Quando a mesa da família Zhou ficou repleta de iguarias, Zheng Guangming não pôde conter o entusiasmo:
— Irmã, o cunhado cozinha tão bem!
Ao ouvir isso, Zheng Juan ficou corada, enquanto Li Suhua sorria:
— Venha, Guangming, coma carne!
— Obrigado, tia!
Saboreando a carne assada, Zheng Guangming mostrou um sorriso satisfeito. Olhando para Zheng Juan, Li Bengu, o patriarca, assentiu contente.
Já passado dos sessenta, tinha olhar apurado; sabia que Zheng Juan era uma boa esposa. Sorriu sem parar.
— Pronto, último prato, vamos comer! — Zhou Bingkun trouxe a carne do caldo à mesa, sorrindo.
— Mãe, mestre, tia, comam! — Antes de pegar os palitos, Zhou Bingkun serviu uma taça de vinho ao mestre Li Bengu.
— Comam! — Li Bengu sorriu:
— Sua mãe criou um filho excelente!
— Haha, irmão Li, não exagera; nunca me deu trabalho! — Li Suhua respondeu contente.
Zhou Bingkun, ouvindo, revirou os olhos: dias atrás, ela ainda estava gritando e puxando suas orelhas...

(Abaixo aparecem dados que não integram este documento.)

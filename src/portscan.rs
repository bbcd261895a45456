//! Sequential TCP connect scan over a fixed port list

use crate::error::{AppError, DnsFailure, Result};
use crate::models::{PortScanReport, PortStatus, ProbePayload};
use crate::orchestrator::{Probe, ProbeContext};
use crate::types::{ProbeInput, ProbeKind};
use async_trait::async_trait;
use serde::Serialize;
use std::fmt;
use std::io::ErrorKind;
use std::net::{IpAddr, SocketAddr};
use std::sync::Arc;
use std::time::Duration;
use tokio::net::TcpStream;

/// Result of one connect attempt
#[derive(Debug, Clone, Copy, PartialEq, Eq, Serialize)]
pub enum ConnectOutcome {
    Connected,
    Refused,
    TimedOut,
    Unreachable,
}

impl ConnectOutcome {
    pub fn is_open(&self) -> bool {
        matches!(self, ConnectOutcome::Connected)
    }
}

impl fmt::Display for ConnectOutcome {
    fn fmt(&self, f: &mut fmt::Formatter<'_>) -> fmt::Result {
        let text = match self {
            ConnectOutcome::Connected => "connected",
            ConnectOutcome::Refused => "refused",
            ConnectOutcome::TimedOut => "timed out",
            ConnectOutcome::Unreachable => "unreachable",
        };
        write!(f, "{}", text)
    }
}

#[async_trait]
pub trait TcpConnector: Send + Sync {
    async fn connect(&self, host: IpAddr, port: u16, timeout: Duration) -> ConnectOutcome;
}

/// Plain tokio TCP connects
pub struct TokioConnector;

#[async_trait]
impl TcpConnector for TokioConnector {
    async fn connect(&self, host: IpAddr, port: u16, timeout: Duration) -> ConnectOutcome {
        match tokio::time::timeout(timeout, TcpStream::connect(SocketAddr::new(host, port))).await {
            Ok(Ok(_stream)) => ConnectOutcome::Connected,
            Ok(Err(e)) if e.kind() == ErrorKind::ConnectionRefused => ConnectOutcome::Refused,
            Ok(Err(e)) if e.kind() == ErrorKind::TimedOut => ConnectOutcome::TimedOut,
            Ok(Err(_)) => ConnectOutcome::Unreachable,
            Err(_) => ConnectOutcome::TimedOut,
        }
    }
}

/// Well-known service behind a scanned port
pub fn service_name(port: u16) -> &'static str {
    match port {
        21 => "FTP",
        22 => "SSH",
        23 => "Telnet",
        25 => "SMTP",
        53 => "DNS",
        80 => "HTTP",
        110 => "POP3",
        143 => "IMAP",
        443 => "HTTPS",
        3306 => "MySQL",
        3389 => "RDP",
        _ => "Unknown",
    }
}

/// Resolve a scan target to one address
///
/// IP literals are returned as is. Names go through the system resolver
/// and must answer within `timeout`.
pub async fn resolve_target(target: &str, timeout: Duration) -> Result<IpAddr> {
    let target = target.trim();
    if target.is_empty() {
        return Err(AppError::validation("Scan target is empty"));
    }
    if let Ok(ip) = target.parse::<IpAddr>() {
        return Ok(ip);
    }
    let mut addrs = tokio::time::timeout(timeout, tokio::net::lookup_host((target, 0)))
        .await
        .map_err(|_| {
            AppError::dns(
                DnsFailure::Timeout,
                format!("{} did not resolve within {}ms", target, timeout.as_millis()),
            )
        })?
        .map_err(|e| AppError::dns(DnsFailure::NotFound, format!("Cannot resolve {}: {}", target, e)))?;
    addrs
        .next()
        .map(|addr| addr.ip())
        .ok_or_else(|| AppError::dns(DnsFailure::NotFound, format!("{} has no addresses", target)))
}

pub struct PortScanProbe {
    connector: Arc<dyn TcpConnector>,
    ports: Vec<u16>,
}

impl PortScanProbe {
    /// Scanner over the default port list
    pub fn new(connector: Arc<dyn TcpConnector>) -> Self {
        Self::with_ports(connector, crate::defaults::DEFAULT_SCAN_PORTS.to_vec())
    }

    pub fn with_ports(connector: Arc<dyn TcpConnector>, ports: Vec<u16>) -> Self {
        Self { connector, ports }
    }

    pub fn ports(&self) -> &[u16] {
        &self.ports
    }

    /// Connect to each port in list order, one socket at a time
    pub async fn scan(&self, ctx: &ProbeContext, target: &str) -> Result<PortScanReport> {
        let host = resolve_target(target, ctx.policy.dns).await?;
        let mut ports = Vec::with_capacity(self.ports.len());

        for &port in &self.ports {
            ctx.checkpoint()?;
            let outcome = self.connector.connect(host, port, ctx.policy.connect).await;
            ctx.logger
                .debug(&format!("{}:{} {}", host, port, outcome))
                .correlation_id(&ctx.correlation_id)
                .field("port", port)
                .log()
                .await;
            ports.push(PortStatus {
                port,
                open: outcome.is_open(),
                service: service_name(port).to_string(),
            });
        }

        Ok(PortScanReport {
            target: target.to_string(),
            ports,
        })
    }
}

#[async_trait]
impl Probe for PortScanProbe {
    fn kind(&self) -> ProbeKind {
        ProbeKind::PortScan
    }

    async fn run(&self, ctx: &ProbeContext) -> Result<ProbePayload> {
        let target = match &ctx.input {
            ProbeInput::Target(target) => target.clone(),
            ProbeInput::Ip(ip) => ip.to_string(),
            other => return Err(AppError::validation(format!("Port scan needs a target, got {:?}", other))),
        };
        ctx.progress("scanning ports");
        Ok(ProbePayload::PortScan(self.scan(ctx, &target).await?))
    }
}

Vendo sua expressão de queixa, Zheng Juan não pôde deixar de rir, escondida.
Zhou Bingkun lançou um olhar “ameaçador”, como quem diz: “Depois te pego.”
Com o rosto corado, Zheng Juan baixou a cabeça, comendo em silêncio.
Sentindo a alegria à mesa, a velha Zheng levantou o copo e brindou com todos.
Desde que Zhou Bingkun chegou, os dias da família Zheng só melhoraram.